Bedtime Stories get a new twist

This past week I read a story in the Engisn magazine (published by the Church of Jesus Christ of Latter-day Saints) that really had a great idea for bedtime stories.  With four kids, I'm always being asked to share some kind of great story to help the kids fall to sleep, but generally the stories I share are more for company's sake, rather than helping the kids get sleepy.  Usually they involve leprechauns, fairies, princesses, or squirrels. 

Well in the January 2012 issue of the Ensign, there's an article on page 10 titled, "Helping Children Love the Book of Mormon".  The writer, Clyde J. Williams of the Ensign Correlation Department writes this idea, which I just love:
"... I often used scripture stories as bedtime stories.  In later years my daughter shared how influential this was.
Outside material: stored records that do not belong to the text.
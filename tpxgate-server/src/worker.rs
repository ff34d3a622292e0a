//! The worker abstraction and its run loop.
//!
//! Each worker owns one control endpoint and runs on its own thread. One
//! loop iteration serves at most one control request, then gives the worker
//! one chance to do its periodic work. Busy iterations yield; idle ones back
//! off briefly.

use crate::cancel::CancellationToken;
use crate::events::{EventSender, SupervisorEvent};
use crate::Result;
use std::any::Any;
use std::panic::{self, AssertUnwindSafe};
use std::thread::{self, JoinHandle};
use std::time::Duration;
use tpxgate_bus::protocol::{self, unpack_string};
use tpxgate_bus::{
    ControlServer, Delivery, EndpointAddress, ErrorCode, Reply, Request, Subscriber,
};

const IDLE_BACKOFF: Duration = Duration::from_millis(1);

/// A pipeline stage driven by [`run_worker`].
pub trait Worker: Send {
    /// Short name used for the thread and in log events.
    fn name(&self) -> &'static str;

    /// Answers one parsed control request.
    fn handle_command(&mut self, request: &Request) -> Reply;

    /// Answers one raw control request. The default parses it and calls
    /// [`handle_command`](Self::handle_command); malformed bytes get
    /// `INVALID_COMMAND_DATA`.
    fn handle_request(&mut self, raw: &[u8]) -> Vec<u8> {
        protocol::respond(raw, |request| self.handle_command(request))
    }

    /// Does at most one unit of work. Returns whether anything happened.
    ///
    /// # Errors
    /// An error stops the worker and is reported as [`ExitReason::Failed`].
    fn poll(&mut self) -> Result<bool>;

    /// Called once after the loop exits, whatever the reason.
    fn shutdown(&mut self) {}
}

/// Replaces `input` with a subscription to the address packed in the
/// request payload. An empty address just drops the current input.
pub(crate) fn switch_input(
    input: &mut Option<Subscriber>,
    request: &Request,
    events: &EventSender,
) -> Reply {
    let text = unpack_string(&request.payload);
    *input = None;
    if text.is_empty() {
        events.info("input disconnected");
        return Reply::echo(request);
    }
    let Ok(address) = text.parse::<EndpointAddress>() else {
        events.warn(format!("invalid input address {text:?}"));
        return Reply::error(ErrorCode::InvalidCommandData);
    };
    match Subscriber::connect(&address) {
        Ok(subscriber) => {
            events.info(format!("input connected to {address}"));
            *input = Some(subscriber);
            Reply::echo(request)
        }
        Err(e) => {
            events.warn(format!("cannot connect input to {address}: {e}"));
            Reply::error(ErrorCode::WorkerNotConnected)
        }
    }
}

/// Takes at most one message from `input`. A vanished publisher is logged
/// and the subscription dropped; the worker stays up, idle.
pub(crate) fn next_input(
    input: &mut Option<Subscriber>,
    events: &EventSender,
) -> Result<Option<Vec<u8>>> {
    let Some(subscriber) = input.as_mut() else {
        return Ok(None);
    };
    match subscriber.poll()? {
        Delivery::Message(payload) => Ok(Some(payload)),
        Delivery::Empty => Ok(None),
        Delivery::Disconnected => {
            events.warn(format!("input {} disconnected", subscriber.address()));
            *input = None;
            Ok(None)
        }
    }
}

/// Why a worker left its run loop.
#[derive(Debug, Clone, PartialEq, Eq)]
pub enum ExitReason {
    Cancelled,
    Failed(String),
    Panicked(String),
}

fn panic_message(payload: &(dyn Any + Send)) -> String {
    if let Some(s) = payload.downcast_ref::<&str>() {
        (*s).to_string()
    } else if let Some(s) = payload.downcast_ref::<String>() {
        s.clone()
    } else {
        "unknown panic".to_string()
    }
}

/// Drives `worker` until `cancel` fires or the worker faults.
///
/// Errors and panics are logged, cancel `cancel`, and end the loop.
pub fn run_worker<W: Worker + ?Sized>(
    worker: &mut W,
    control: &mut ControlServer,
    cancel: &CancellationToken,
    events: &EventSender,
) -> ExitReason {
    events.debug(format!("control endpoint at {}", control.address()));
    while !cancel.is_cancelled() {
        let step = panic::catch_unwind(AssertUnwindSafe(|| -> Result<bool> {
            let served = control.poll_raw(|raw| worker.handle_request(raw))?;
            let worked = worker.poll()?;
            Ok(served || worked)
        }));
        match step {
            Ok(Ok(true)) => thread::yield_now(),
            Ok(Ok(false)) => thread::sleep(IDLE_BACKOFF),
            Ok(Err(e)) => {
                events.error(format!("stopping after error: {e}"));
                cancel.cancel();
                return ExitReason::Failed(e.to_string());
            }
            Err(payload) => {
                let message = panic_message(payload.as_ref());
                events.error(format!("stopping after panic: {message}"));
                cancel.cancel();
                return ExitReason::Panicked(message);
            }
        }
    }
    ExitReason::Cancelled
}

/// A running worker thread.
pub struct WorkerHandle {
    name: &'static str,
    control: EndpointAddress,
    cancel: CancellationToken,
    thread: Option<JoinHandle<ExitReason>>,
}

impl WorkerHandle {
    /// Worker name.
    #[must_use]
    pub fn name(&self) -> &'static str {
        self.name
    }

    /// Control endpoint of the worker.
    #[must_use]
    pub fn control_address(&self) -> &EndpointAddress {
        &self.control
    }

    /// Asks the worker to stop.
    pub fn cancel(&self) {
        self.cancel.cancel();
    }

    /// Whether the thread has exited.
    #[must_use]
    pub fn is_finished(&self) -> bool {
        self.thread.as_ref().is_none_or(JoinHandle::is_finished)
    }

    /// Cancels the worker and waits for its thread.
    pub fn stop(mut self) -> ExitReason {
        self.stop_inner()
    }

    fn stop_inner(&mut self) -> ExitReason {
        self.cancel.cancel();
        match self.thread.take() {
            Some(thread) => thread
                .join()
                .unwrap_or_else(|payload| ExitReason::Panicked(panic_message(payload.as_ref()))),
            None => ExitReason::Cancelled,
        }
    }
}

impl Drop for WorkerHandle {
    fn drop(&mut self) {
        if self.thread.is_some() {
            self.stop_inner();
        }
    }
}

/// Starts `worker` on a thread named `tpxgate-<name>`.
///
/// The control endpoint must already be bound so its address is known
/// before the thread runs. The exit reason is sent to `supervisor`.
///
/// # Errors
/// Returns an error if the thread cannot be spawned.
pub fn spawn_worker<W: Worker + 'static>(
    mut worker: W,
    mut control: ControlServer,
    cancel: CancellationToken,
    events: &EventSender,
    supervisor: flume::Sender<SupervisorEvent>,
) -> Result<WorkerHandle> {
    let name = worker.name();
    let address = control.address().clone();
    let events = events.with_source(name);
    let token = cancel.clone();

    let thread = thread::Builder::new()
        .name(format!("tpxgate-{name}"))
        .spawn(move || {
            let reason = run_worker(&mut worker, &mut control, &token, &events);
            worker.shutdown();
            events.debug(format!("exited: {reason:?}"));
            // Nobody supervising is fine during teardown.
            let _ = supervisor.send(SupervisorEvent::Exited {
                worker: name.to_string(),
                reason: reason.clone(),
            });
            reason
        })?;

    Ok(WorkerHandle {
        name,
        control: address,
        cancel,
        thread: Some(thread),
    })
}
//! Pixel hit type and its packed bus representation.

use crate::{Error, Result};

#[cfg(feature = "serde")]
use serde::{Deserialize, Serialize};

/// Width and height of a single detector chip, in pixels.
pub const DETECTOR_SIZE: usize = 256;

/// Number of pixels on a single detector chip.
pub const DETECTOR_PIXELS: usize = DETECTOR_SIZE * DETECTOR_SIZE;

/// Mask for the 38 significant bits of a (rollover-extended) time of arrival.
pub const TOA_MASK: u64 = 0x3F_FFFF_FFFF;

/// Mask for the 10 significant bits of a time over threshold.
pub const TOT_MASK: u16 = 0x3FF;

/// A single decoded pixel event.
///
/// `toa` counts ~1.5625 ns ticks. The raw detector counter is 34 bits wide;
/// the upper 4 of the 38 bits carry an optional rollover epoch.
#[derive(Debug, Clone, Copy, PartialEq, Eq, Hash, Default)]
#[cfg_attr(feature = "serde", derive(Serialize, Deserialize))]
pub struct PixelHit {
    /// Column.
    pub x: u8,
    /// Row.
    pub y: u8,
    /// Time of arrival.
    pub toa: u64,
    /// Time over threshold (charge proxy).
    pub tot: u16,
}

impl PixelHit {
    /// Creates a new hit.
    #[inline]
    #[must_use]
    pub fn new(x: u8, y: u8, toa: u64, tot: u16) -> Self {
        Self { x, y, toa, tot }
    }

    /// Flat histogram index (`x + 256 * y`).
    #[inline]
    #[must_use]
    pub fn grid_index(&self) -> usize {
        usize::from(self.x) + DETECTOR_SIZE * usize::from(self.y)
    }

    /// Packs the hit as `x<<56 | y<<48 | tot<<38 | toa`.
    #[inline]
    #[must_use]
    pub fn to_packed(&self) -> u64 {
        (u64::from(self.x) << 56)
            | (u64::from(self.y) << 48)
            | ((u64::from(self.tot) & u64::from(TOT_MASK)) << 38)
            | (self.toa & TOA_MASK)
    }

    /// Unpacks a hit from its 64-bit bus form.
    #[inline]
    #[must_use]
    #[allow(clippy::cast_possible_truncation)]
    pub fn from_packed(raw: u64) -> Self {
        Self {
            x: (raw >> 56) as u8,
            y: (raw >> 48) as u8,
            toa: raw & TOA_MASK,
            tot: ((raw >> 38) & u64::from(TOT_MASK)) as u16,
        }
    }

    /// Appends the big-endian packed form to `out`.
    #[inline]
    pub fn write_packed(&self, out: &mut Vec<u8>) {
        out.extend_from_slice(&self.to_packed().to_be_bytes());
    }

    /// Iterates over the hits in a big-endian packed buffer.
    ///
    /// # Errors
    /// Returns an error if the buffer length is not a multiple of 8.
    pub fn iter_packed(bytes: &[u8]) -> Result<impl Iterator<Item = PixelHit> + '_> {
        if bytes.len() % 8 != 0 {
            return Err(Error::InvalidPackedLength(bytes.len()));
        }
        Ok(bytes.chunks_exact(8).map(|chunk| {
            let mut word = [0u8; 8];
            word.copy_from_slice(chunk);
            PixelHit::from_packed(u64::from_be_bytes(word))
        }))
    }
}

#[cfg(test)]
mod tests {
    use super::*;

    #[test]
    fn test_packed_layout() {
        let hit = PixelHit::new(10, 20, 0x12_3456_789A, 50);
        let raw = hit.to_packed();
        assert_eq!(raw >> 56, 10);
        assert_eq!((raw >> 48) & 0xFF, 20);
        assert_eq!((raw >> 38) & 0x3FF, 50);
        assert_eq!(raw & TOA_MASK, 0x12_3456_789A);
        assert_eq!(PixelHit::from_packed(raw), hit);
    }

    #[test]
    fn test_grid_index() {
        assert_eq!(PixelHit::new(10, 20, 0, 1).grid_index(), 10 + 256 * 20);
        assert_eq!(PixelHit::new(255, 255, 0, 1).grid_index(), DETECTOR_PIXELS - 1);
    }

    #[test]
    fn test_iter_packed_rejects_partial_word() {
        assert!(PixelHit::iter_packed(&[0u8; 7]).is_err());

        let mut buf = Vec::new();
        PixelHit::new(1, 2, 3, 4).write_packed(&mut buf);
        PixelHit::new(5, 6, 7, 8).write_packed(&mut buf);
        let hits: Vec<_> = PixelHit::iter_packed(&buf).unwrap().collect();
        assert_eq!(hits, vec![PixelHit::new(1, 2, 3, 4), PixelHit::new(5, 6, 7, 8)]);
    }
}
She said, 'I think stories that were told over and over again became favorites for us.  You sat beside our beds and shared the stories from the scriptures.  We loved them and asked to hear them again and again because even at that age we could feel the spirit of the message they carried and knew the people you were telling us about were valiant and faithful.  We wanted to be like them.'" 
With this in mind, I tried it.  For the past several nights, I've been sharing stories from the Book of Mormon with my oldest son.  Lucky for him, the stories involve cutting off arms, people being struck dead, and promises of missionaries never being killed.  And he totally eats it up.  When I told him about a man trying to kill Ammon (the second Ammon –did you realize there are two different Ammons in the BoM?), while lying on the floor with King Lamoni and his wife, and the man was struck dead as he lifted his sword to kill Ammon, my son's response was, "NO WAY!!!"  He totally thought it was cool.  Not necessarily that someone died, but to witness the power of God in action –the promise of God in action.  Very cool, I'd agree.

(Minerva Teichert's rendition of Ammon defending the king's flocks.)
The added benefit of sharing scripture stories with your kids is that once they're addicted, you have no excuse to not keep up with your own scripture studies.  Personal study every day is a must!

Let me know if you too try this one out on your kids.  I'd definitely recommend it to a friend!


Sunday, January 8, 2012

Good Vibrations

Having just read a chapter from Annalee Skarin's Ye Are Gods, I wanted to share a few quotes that really impacted me. 

(Ye Are Gods, by Annalee Skarin)

In chapter 14, titled "The Substance of Eternal Elements", Annalee writes that symbols are used to represent sounds, thoughts, and ideas.  Letters represent sounds, letters make up words, represent thoughts, and thoughts represent ideas and realities.  She wrote an "a-ha" line for me:

"God claims the title of the "A" and the "Z" of the alphabet, or the "Alpha and Omega" which contains all the other letters in between and can express or contain all knowledge." (p.144) 
 Shortly thereafter she explains that someday, we will not only deal with the symbols, but the reality of what they represent.  And that reality is based upon matter, which is vibrations.  Those vibrations are based upon "the force of thought or intelligence that created the thought originally". (p.145)  I love how clearly this was explained.  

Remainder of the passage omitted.